Historic house in New York, United States

The Walter Hand House is located on Angola Road in Cornwall, New York, United States. It is the main building of a five-acre (2 ha) former farm, built around 1870, to serve as both a farmhouse and summer boardinghouse, in response to Cornwall's growing popularity as a summer resort town.

Today it is known as Shadow Mountain Farm, a bed and breakfast . Both properties were listed on the National Register of Historic Places (NRHP) in 1996.

==Property==

The house sits on a gentle rise with a view to the west highlighting Schunemunk Mountain. The lot is the remainder of a much larger farm that has been subdivided since the house was built. There are six other buildings besides the house, all considered contributing resources to the NRHP listing.

It is a five-bay two-and-a-half-story clapboard-sided structure with Gothic detailing and a molded cornice and plain frieze at the roofline. The wooden-shingled roof, pierced by brick chimneys at either end, is cross-gabled by a two-story rear wing projecting from the south side, itself with a one-story pent-roofed bay on its own west.
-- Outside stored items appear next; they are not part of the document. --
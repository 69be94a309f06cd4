// Copyright (c) 2025 Varshith Gudur. Licensed under AGPLv3.
use clap::{Parser, Subcommand};
use std::path::PathBuf;
use voltura_cli::commands::{agent, deploy, receiver, source, status};

#[derive(Parser)]
#[command(name = "voltura")]
#[command(about = "Voltura OTA pipeline workers", long_about = None)]
struct Cli {
    /// Path to the shared pipeline configuration.
    #[arg(long, default_value = "voltura.json")]
    config: PathBuf,

    #[command(subcommand)]
    command: Commands,
}

#[derive(Subcommand)]
enum Commands {
    /// Run one distribution source as a worker process.
    Source {
        /// Which inventory this source serves: "oem" or "malicious".
        #[arg(long)]
        identity: String,

        /// Declare someone else's identity on the wire (the adversary runs
        /// with `--spoof-as oem`).
        #[arg(long)]
        spoof_as: Option<String>,
    },
    /// Run the update agent. Reads CHECK commands from stdin unless --once.
    Agent {
        /// Perform a single check cycle and exit.
        #[arg(long)]
        once: bool,
    },
    /// Run the A/B receiver.
    Receiver,
    /// Publish the next-version firmware image into a source's inventory.
    Deploy {
        /// Target inventory: "oem" or "malicious".
        #[arg(long)]
        source: String,
    },
    /// Show the agent record and both source inventories.
    Status,
}

fn main() -> anyhow::Result<()> {
    let cli = Cli::parse();

    match cli.command {
        Commands::Source { identity, spoof_as } => source::run(&cli.config, &identity, spoof_as),
        Commands::Agent { once } => agent::run(&cli.config, once),
        Commands::Receiver => receiver::run(&cli.config),
        Commands::Deploy { source } => deploy::run(&cli.config, &source),
        Commands::Status => status::run(&cli.config),
    }
}
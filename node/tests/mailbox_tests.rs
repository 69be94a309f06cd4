use std::time::Duration;
use voltura_core::{AckOutcome, CoreError};
use voltura_node::mailbox::{AckMailbox, ImageMailbox};

#[test]
fn test_single_slot_discipline() {
    let tmp = tempfile::tempdir().unwrap();
    let staging = tmp.path().join("staging");
    std::fs::create_dir_all(&staging).unwrap();
    let mailbox = ImageMailbox::open(tmp.path().join("inbound")).unwrap();

    // 1. First deposit goes through
    let first = staging.join("firmware_v1.1.bin");
    std::fs::write(&first, b"one").unwrap();
    mailbox.deposit("firmware_v1.1.bin", &first).unwrap();
    assert!(!mailbox.is_empty().unwrap());
    assert!(!first.exists()); // moved, not copied

    // 2. Second deposit is refused while the first is unconsumed
    let second = staging.join("firmware_v1.2.bin");
    std::fs::write(&second, b"two").unwrap();
    let err = mailbox.deposit("firmware_v1.2.bin", &second).unwrap_err();
    assert!(matches!(err, CoreError::MailboxOccupied));
    assert!(second.exists()); // a refused deposit leaves the staged file alone

    // 3. Consume, then the slot frees up
    let pending = mailbox.take().unwrap().unwrap();
    assert_eq!(pending.filename, "firmware_v1.1.bin");
    assert_eq!(pending.read().unwrap(), b"one");
    pending.consume().unwrap();
    assert!(mailbox.is_empty().unwrap());

    mailbox.deposit("firmware_v1.2.bin", &second).unwrap();
}

#[test]
fn test_ack_record_is_literal_text() {
    let tmp = tempfile::tempdir().unwrap();
    let acks = AckMailbox::open(tmp.path().join("acks")).unwrap();

    acks.post("firmware_v1.1.bin", AckOutcome::Success).unwrap();
    let raw = std::fs::read_to_string(tmp.path().join("acks").join("firmware_v1.1.bin.ack")).unwrap();
    assert_eq!(raw, "SUCCESS");

    acks.post("malicious_firmware_v1.2.bin", AckOutcome::Failure).unwrap();
    let raw =
        std::fs::read_to_string(tmp.path().join("acks").join("malicious_firmware_v1.2.bin.ack"))
            .unwrap();
    assert_eq!(raw, "FAILURE");
}

#[tokio::test]
async fn test_ack_wait_consumes_record_once() {
    let tmp = tempfile::tempdir().unwrap();
    let acks = AckMailbox::open(tmp.path().join("acks")).unwrap();
    acks.post("firmware_v1.1.bin", AckOutcome::Failure).unwrap();

    let outcome = acks
        .wait("firmware_v1.1.bin", 5, Duration::from_millis(5))
        .await
        .unwrap();
    assert_eq!(outcome, AckOutcome::Failure);

    // One-shot: the record is gone after receipt.
    assert!(acks.try_take("firmware_v1.1.bin").unwrap().is_none());
}

#[tokio::test]
async fn test_ack_wait_times_out_after_bound() {
    let tmp = tempfile::tempdir().unwrap();
    let acks = AckMailbox::open(tmp.path().join("acks")).unwrap();

    let err = acks
        .wait("never.bin", 3, Duration::from_millis(5))
        .await
        .unwrap_err();
    assert!(matches!(err, CoreError::AckTimeout { .. }));
}

#[tokio::test]
async fn test_ack_wait_matches_filename() {
    let tmp = tempfile::tempdir().unwrap();
    let acks = AckMailbox::open(tmp.path().join("acks")).unwrap();
    acks.post("other.bin", AckOutcome::Success).unwrap();

    // A record for a different image does not satisfy the wait.
    let err = acks
        .wait("mine.bin", 3, Duration::from_millis(5))
        .await
        .unwrap_err();
    assert!(matches!(err, CoreError::AckTimeout { .. }));
    assert_eq!(acks.try_take("other.bin").unwrap(), Some(AckOutcome::Success));
}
A one-story porch fronts the entire east elevation, with a flat roof, bracketed cornice, piers with decorated capitals and a plain frieze similar to the roofline. Elaborate cutouts form the guardrail between piers.

Inside, the house follows a center hall plan. Many of the original finishings, hardware and trim remain. The attic, used as lodging for summer boarders, is completely finished as well.

The six other buildings, all contemporary with the house's original construction, are located slightly downhill and to the rear. There are a small complex of two two-story wooden barns, a kitchen building since converted into a home, a carriage house with its original doors and hardware, and a shed.

==History==

The house was built some time around 1870 by Hand, descended from one of Cornwall's oldest families. A successful apple farmer, he saw the growing interest of New York City residents in spending their summers amid the fresh air of Cornwall, and had the house's attic finished to take some in during that season. It was effectively built to be both a farmhouse and a summer boardinghouse.

It has passed through a variety of owners since then. Recently it has returned to its original use as lodging, with the owners of Cromwell Manor operating it as Shadow Mountain Farm Cottage, a bed and breakfast.